ACTIVITY:
Starting with the line containing "an argument vector" and going on through the line containing "on every command", return the lines of the data below exactly, and only those.

EXTRACTED ENTRIES:
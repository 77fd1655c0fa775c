//! The command tree.

use std::collections::BTreeMap;
use std::fmt;
use std::sync::{Arc, OnceLock, Weak};

use futures_util::future::BoxFuture;
use parking_lot::RwLock;

use crate::error::BuildError;
use crate::help;
use crate::registry::FlagRegistry;
use crate::suggest;

/// The executable bound to a command.
///
/// Receives the positional arguments collected for the command, the
/// caller's userdata and the command itself.
pub type RunFn<U, T> = Arc<
    dyn for<'a> Fn(&'a [String], &'a mut U, &'a Command<U, T>) -> BoxFuture<'a, anyhow::Result<T>>
        + Send
        + Sync,
>;

type PrepareFn<U, T> =
    Box<dyn FnOnce(&mut FlagRegistry) -> Result<Option<RunFn<U, T>>, BuildError>>;

/// Wrap a closure as a [`RunFn`].
///
/// ```rust,ignore
/// let run = run_fn(|args, _data, cmd| Box::pin(async move {
///     Ok(format!("{} {:?}", cmd.name(), args))
/// }));
/// ```
pub fn run_fn<U, T, F>(f: F) -> RunFn<U, T>
where
    F: for<'a> Fn(&'a [String], &'a mut U, &'a Command<U, T>) -> BoxFuture<'a, anyhow::Result<T>>
        + Send
        + Sync
        + 'static,
{
    Arc::new(f)
}

/// One node of the subcommand tree.
///
/// `U` is the userdata type forwarded to every executable, `T` is what the
/// executables return.
pub struct Command<U = (), T = ()> {
    name: String,
    usage: String,
    usage_long: String,
    parent: OnceLock<Weak<Command<U, T>>>,
    children: RwLock<BTreeMap<String, Arc<Command<U, T>>>>,
    flags: FlagRegistry,
    run: Option<RunFn<U, T>>,
}

/// Construction options for a [`Command`].
pub struct CommandBuilder<U, T> {
    name: String,
    usage: String,
    usage_long: String,
    run: Option<RunFn<U, T>>,
    prepare: Option<PrepareFn<U, T>>,
}

impl<U, T> CommandBuilder<U, T> {
    /// One-line summary; whitespace is collapsed.
    pub fn usage(mut self, usage: &str) -> Self {
        self.usage = usage.split_whitespace().collect::<Vec<_>>().join(" ");
        self
    }

    /// Preamble of the full help text. Falls back to `usage` when empty.
    pub fn usage_long(mut self, usage_long: &str) -> Self {
        self.usage_long = usage_long.trim().to_string();
        self
    }

    pub fn run<F>(mut self, f: F) -> Self
    where
        F: for<'a> Fn(
                &'a [String],
                &'a mut U,
                &'a Command<U, T>,
            ) -> BoxFuture<'a, anyhow::Result<T>>
            + Send
            + Sync
            + 'static,
    {
        self.run = Some(run_fn(f));
        self
    }

    /// Declare flags against the command's own registry.
    ///
    /// An executable returned from `prepare` replaces one set with [`run`](Self::run).
    pub fn prepare<P>(mut self, prepare: P) -> Self
    where
        P: FnOnce(&mut FlagRegistry) -> Result<Option<RunFn<U, T>>, BuildError> + 'static,
    {
        self.prepare = Some(Box::new(prepare));
        self
    }

    pub fn build(self) -> Result<Arc<Command<U, T>>, BuildError> {
        if self.name.is_empty() || self.name.starts_with('-') {
            return Err(BuildError::InvalidCommandName(self.name));
        }

        let mut flags = FlagRegistry::new(self.name.clone());
        let mut run = self.run;
        if let Some(prepare) = self.prepare {
            if let Some(prepared) = prepare(&mut flags)? {
                run = Some(prepared);
            }
        }

        Ok(Arc::new(Command {
            name: self.name,
            usage: self.usage,
            usage_long: self.usage_long,
            parent: OnceLock::new(),
            children: RwLock::new(BTreeMap::new()),
            flags,
            run,
        }))
    }
}

impl<U, T> Command<U, T> {
    pub fn builder(name: impl Into<String>) -> CommandBuilder<U, T> {
        CommandBuilder {
            name: name.into(),
            usage: String::new(),
            usage_long: String::new(),
            run: None,
            prepare: None,
        }
    }

    pub fn name(&self) -> &str {
        &self.name
    }

    pub fn usage(&self) -> &str {
        &self.usage
    }

    pub fn usage_long(&self) -> &str {
        if self.usage_long.is_empty() {
            &self.usage
        } else {
            &self.usage_long
        }
    }

    pub fn flags(&self) -> &FlagRegistry {
        &self.flags
    }

    /// The parent link is weak: callers walking down from the root must keep
    /// the root `Arc` alive, or ancestors vanish from paths and usage lines.
    pub fn parent(&self) -> Option<Arc<Self>> {
        self.parent.get().and_then(Weak::upgrade)
    }

    pub fn is_runnable(&self) -> bool {
        self.run.is_some()
    }

    /// Attach `child` below this command.
    pub fn add(self: &Arc<Self>, child: Arc<Self>) -> Result<(), BuildError> {
        if child.parent.get().is_some() {
            return Err(BuildError::AlreadyAttached {
                command: child.name.clone(),
                parent: child
                    .parent()
                    .map(|p| p.dotted_path())
                    .unwrap_or_default(),
            });
        }

        let mut node = Some(self.clone());
        while let Some(current) = node {
            if Arc::ptr_eq(&current, &child) {
                return Err(BuildError::Cycle {
                    command: child.name.clone(),
                    parent: self.dotted_path(),
                });
            }
            node = current.parent();
        }

        let mut children = self.children.write();
        if children.contains_key(&child.name) {
            return Err(BuildError::DuplicateCommand {
                parent: self.dotted_path(),
                name: child.name.clone(),
            });
        }
        if child.parent.set(Arc::downgrade(self)).is_err() {
            return Err(BuildError::AlreadyAttached {
                command: child.name.clone(),
                parent: self.dotted_path(),
            });
        }
        children.insert(child.name.clone(), child);
        Ok(())
    }

    /// Build a command from `builder` and attach it in one step.
    pub fn add_new(
        self: &Arc<Self>,
        builder: CommandBuilder<U, T>,
    ) -> Result<Arc<Self>, BuildError> {
        let child = builder.build()?;
        self.add(child.clone())?;
        Ok(child)
    }

    pub fn child(&self, name: &str) -> Option<Arc<Self>> {
        self.children.read().get(name).cloned()
    }

    /// Immediate children ordered by name.
    pub fn children(&self) -> Vec<Arc<Self>> {
        self.children.read().values().cloned().collect()
    }

    pub fn has_children(&self) -> bool {
        !self.children.read().is_empty()
    }

    /// Closest immediate child name to `name`.
    pub fn guess(&self, name: &str, max_distance: usize) -> Option<String> {
        let children = self.children.read();
        suggest::closest(name, children.keys().map(String::as_str), max_distance)
            .map(str::to_string)
    }

    /// Names from the root of the tree down to this command.
    pub fn path_segments(&self) -> Vec<String> {
        let mut segments = vec![self.name.clone()];
        let mut node = self.parent();
        while let Some(current) = node {
            segments.push(current.name.clone());
            node = current.parent();
        }
        segments.reverse();
        segments
    }

    /// `root.child.grandchild`
    pub fn dotted_path(&self) -> String {
        self.path_segments().join(".")
    }

    /// Full help text, including the long usage preamble.
    pub fn help(&self) -> String {
        help::render(self, true)
    }

    /// Help text without the preamble, as embedded in usage errors.
    pub fn usage_block(&self) -> String {
        help::render(self, false)
    }

    /// Invoke the executable, if any, with `args` and `userdata`.
    pub async fn execute(&self, args: &[String], userdata: &mut U) -> anyhow::Result<Option<T>> {
        match &self.run {
            Some(run) => run(args, userdata, self).await.map(Some),
            None => Ok(None),
        }
    }
}

impl<U, T> fmt::Display for Command<U, T> {
    fn fmt(&self, f: &mut fmt::Formatter<'_>) -> fmt::Result {
        f.write_str(&self.help())
    }
}

impl<U, T> fmt::Debug for Command<U, T> {
    fn fmt(&self, f: &mut fmt::Formatter<'_>) -> fmt::Result {
        f.debug_struct("Command")
            .field("name", &self.name)
            .field("flags", &self.flags)
            .field(
                "children",
                &self.children.read().keys().cloned().collect::<Vec<_>>(),
            )
            .field("runnable", &self.run.is_some())
            .finish()
    }
}
//! Subcommand-aware argument parsing with typed flags.
//!
//! A tree of [`Command`]s, each owning a [`FlagRegistry`], is matched against
//! an argument vector by [`parse`]:
//! - long (`--port 80`, `--port=80`) and shorthand (`-p80`, `-p=80`, `-vp80`) flags
//! - subcommand descent, with "did you mean" suggestions for typos
//! - an implicit `-h/--help` on every command
//! - three dispatch modes over the matched path (see [`RunMode`])
//!
//! ```rust,ignore
//! let root = Command::<(), String>::builder("app")
//!     .prepare(|flags| {
//!         let port = flags.add(UintFlag::new("port").short('p').default(8080))?;
//!         Ok(Some(run_fn(move |_args, _data, _cmd| {
//!             let port = port.value();
//!             Box::pin(async move { Ok(format!("listening on {port:?}")) })
//!         })))
//!     })
//!     .build()?;
//!
//! let outcome = parse(&root, &["-p", "9000"], &mut (), &ParseOptions::default()).await?;
//! ```

pub mod command;
pub mod error;
pub mod flag;
mod help;
pub mod parse;
pub mod registry;
pub mod runner;
pub mod suggest;

pub use command::{Command, CommandBuilder, RunFn, run_fn};
pub use error::{BuildError, Error, UsageError, UsageErrorKind, ValueError};
pub use flag::{
    ArrayFlag, BigIntArrayFlag, BigIntFlag, BoolArrayFlag, BoolFlag, Flag, FlagKind,
    IntArrayFlag, IntFlag, NumberArrayFlag, NumberFlag, ScalarFlag, StringArrayFlag, StringFlag,
    UintArrayFlag, UintFlag, ValueKind,
};
pub use parse::{Outcome, ParseOptions, RunMode, parse};
pub use registry::FlagRegistry;
pub use runner::Runner;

SOLVED EXERCISE:
//! an argument vector by [`parse`]:
//! - long (`--port 80`, `--port=80`) and shorthand (`-p80`, `-p=80`, `-vp80`) flags
//! - subcommand descent, with "did you mean" suggestions for typos
//! - an implicit `-h/--help` on every command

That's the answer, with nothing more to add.